Among the people who come from broken families there is an oft repeated saying.
My friends are my family.
It's almost like mantra for us. Friends said it with conviction twenty years ago, and different friends say it with conviction now. I've said it many times myself.
We say it because we don't have actual families. We know it's not quite accurate, but we hope it will be. We're social critters. We need to feel connected and loved. So we project a prophecy outward, and pray it self fulfills.
The problem is it rarely works. The combination of timing, chemistry, and personal commitment required to pull it off is extremely rare. The most common result is complete failure; someone simply disappears.
Paths diverge and people vanish. Sometimes they fall. Sometimes you push.
The next most common result is limbo. People wander forward, together but apart. Everyone is in contact, but there's no actual substance to the friendship. New families, new jobs, new hobbies and interests.... priorities shift like glaciers, slow and irrevocable.
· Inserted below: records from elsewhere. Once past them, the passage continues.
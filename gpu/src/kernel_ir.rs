//! Kernel IR: the restricted language kernel bodies are written in.
//!
//! A body is a list of statements over `f32`-valued expressions. The same IR
//! describes kernel bodies and registered helper functions, so a single
//! evaluator (CPU) and a single code generator (WGSL) cover both.
//!
//! Bodies are assembled with [`BodyBuilder`]:
//!
//! ```rust,ignore
//! let body = KernelBody::build(|k| {
//!     let a = k.array("a");
//!     let x = k.thread_x();
//!     k.ret(a.at([x]) * 2.0);
//! });
//! ```
//!
//! Every value is a float. Comparisons and logical operators produce `1.0`
//! or `0.0`, and any non-zero value is truthy.

use std::collections::{BTreeSet, HashSet};
use std::hash::{Hash, Hasher};
use std::ops;

use crate::error::{KernelError, Result};

/// Maximum number of indices in a single array access (`a[z][y][x]`).
pub const MAX_INDICES: usize = 3;

/// Parameter and return type tags.
#[derive(Debug, Clone, Copy, PartialEq, Eq, Hash)]
pub enum ValueType {
    Float,
    /// Truncated toward zero when passed in or returned.
    Int,
    FloatArray,
}

impl ValueType {
    pub fn name(self) -> &'static str {
        match self {
            Self::Float => "float",
            Self::Int => "int",
            Self::FloatArray => "float[]",
        }
    }

    pub fn is_array(self) -> bool {
        self == Self::FloatArray
    }
}

#[derive(Debug, Clone, Copy, PartialEq, Eq, Hash)]
pub enum Axis {
    X,
    Y,
    Z,
}

impl Axis {
    pub fn index(self) -> usize {
        match self {
            Self::X => 0,
            Self::Y => 1,
            Self::Z => 2,
        }
    }

    pub fn name(self) -> &'static str {
        match self {
            Self::X => "x",
            Self::Y => "y",
            Self::Z => "z",
        }
    }
}

#[derive(Debug, Clone, Copy, PartialEq, Eq, Hash)]
pub enum UnaryOp {
    Neg,
    /// Logical not: `1.0` when the operand is zero.
    Not,
    Abs,
    Sqrt,
    Exp,
    Log,
    Log2,
    Sin,
    Cos,
    Tan,
    Asin,
    Acos,
    Atan,
    Floor,
    Ceil,
    Trunc,
    Sign,
    Fract,
}

impl UnaryOp {
    pub fn name(self) -> &'static str {
        match self {
            Self::Neg => "neg",
            Self::Not => "not",
            Self::Abs => "abs",
            Self::Sqrt => "sqrt",
            Self::Exp => "exp",
            Self::Log => "log",
            Self::Log2 => "log2",
            Self::Sin => "sin",
            Self::Cos => "cos",
            Self::Tan => "tan",
            Self::Asin => "asin",
            Self::Acos => "acos",
            Self::Atan => "atan",
            Self::Floor => "floor",
            Self::Ceil => "ceil",
            Self::Trunc => "trunc",
            Self::Sign => "sign",
            Self::Fract => "fract",
        }
    }
}

#[derive(Debug, Clone, Copy, PartialEq, Eq, Hash)]
pub enum BinaryOp {
    Add,
    Sub,
    Mul,
    Div,
    /// Truncated remainder (sign follows the dividend).
    Rem,
    Pow,
    Min,
    Max,
    Atan2,
    Lt,
    Le,
    Gt,
    Ge,
    Eq,
    Ne,
    And,
    Or,
}

impl BinaryOp {
    pub fn name(self) -> &'static str {
        match self {
            Self::Add => "add",
            Self::Sub => "sub",
            Self::Mul => "mul",
            Self::Div => "div",
            Self::Rem => "rem",
            Self::Pow => "pow",
            Self::Min => "min",
            Self::Max => "max",
            Self::Atan2 => "atan2",
            Self::Lt => "lt",
            Self::Le => "le",
            Self::Gt => "gt",
            Self::Ge => "ge",
            Self::Eq => "eq",
            Self::Ne => "ne",
            Self::And => "and",
            Self::Or => "or",
        }
    }

    pub fn is_comparison(self) -> bool {
        matches!(
            self,
            Self::Lt | Self::Le | Self::Gt | Self::Ge | Self::Eq | Self::Ne
        )
    }

    pub fn is_logical(self) -> bool {
        matches!(self, Self::And | Self::Or)
    }
}

#[derive(Debug, Clone, PartialEq)]
pub enum Expr {
    Const(f64),
    /// Scalar parameter read, or a whole array when passed to a call.
    Param(usize),
    Local(usize),
    /// Coordinate of the element being computed.
    Thread(Axis),
    /// Output size along an axis (1 for unused axes).
    Dim(Axis),
    /// `a[i0][i1]..`: indices are outermost first and address the innermost
    /// `indices.len()` axes of the array.
    Index { param: usize, indices: Vec<Expr> },
    Unary(UnaryOp, Box<Expr>),
    Binary(BinaryOp, Box<Expr>, Box<Expr>),
    Select {
        cond: Box<Expr>,
        then: Box<Expr>,
        otherwise: Box<Expr>,
    },
    /// Call to a registered function.
    Call { name: String, args: Vec<Expr> },
}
This is where it falls apart me. I just can't stand it. I don't like human bookmarks. They're placeholders in an hourglass that can never be flipped over. Which brings us back to "Go" again. Everyone collect $200.
My friends are my family.
There will be a purge soon. For most of my bookmark friends, and it's stunning how many they number, these are the last days we'll ever know each other. It's not malice that brings us to this final rail stop.
It's social economics. I can't afford to have a family full of almost empty chairs. They can't afford another significant person in their busy lives. I'll miss them, but I miss them now.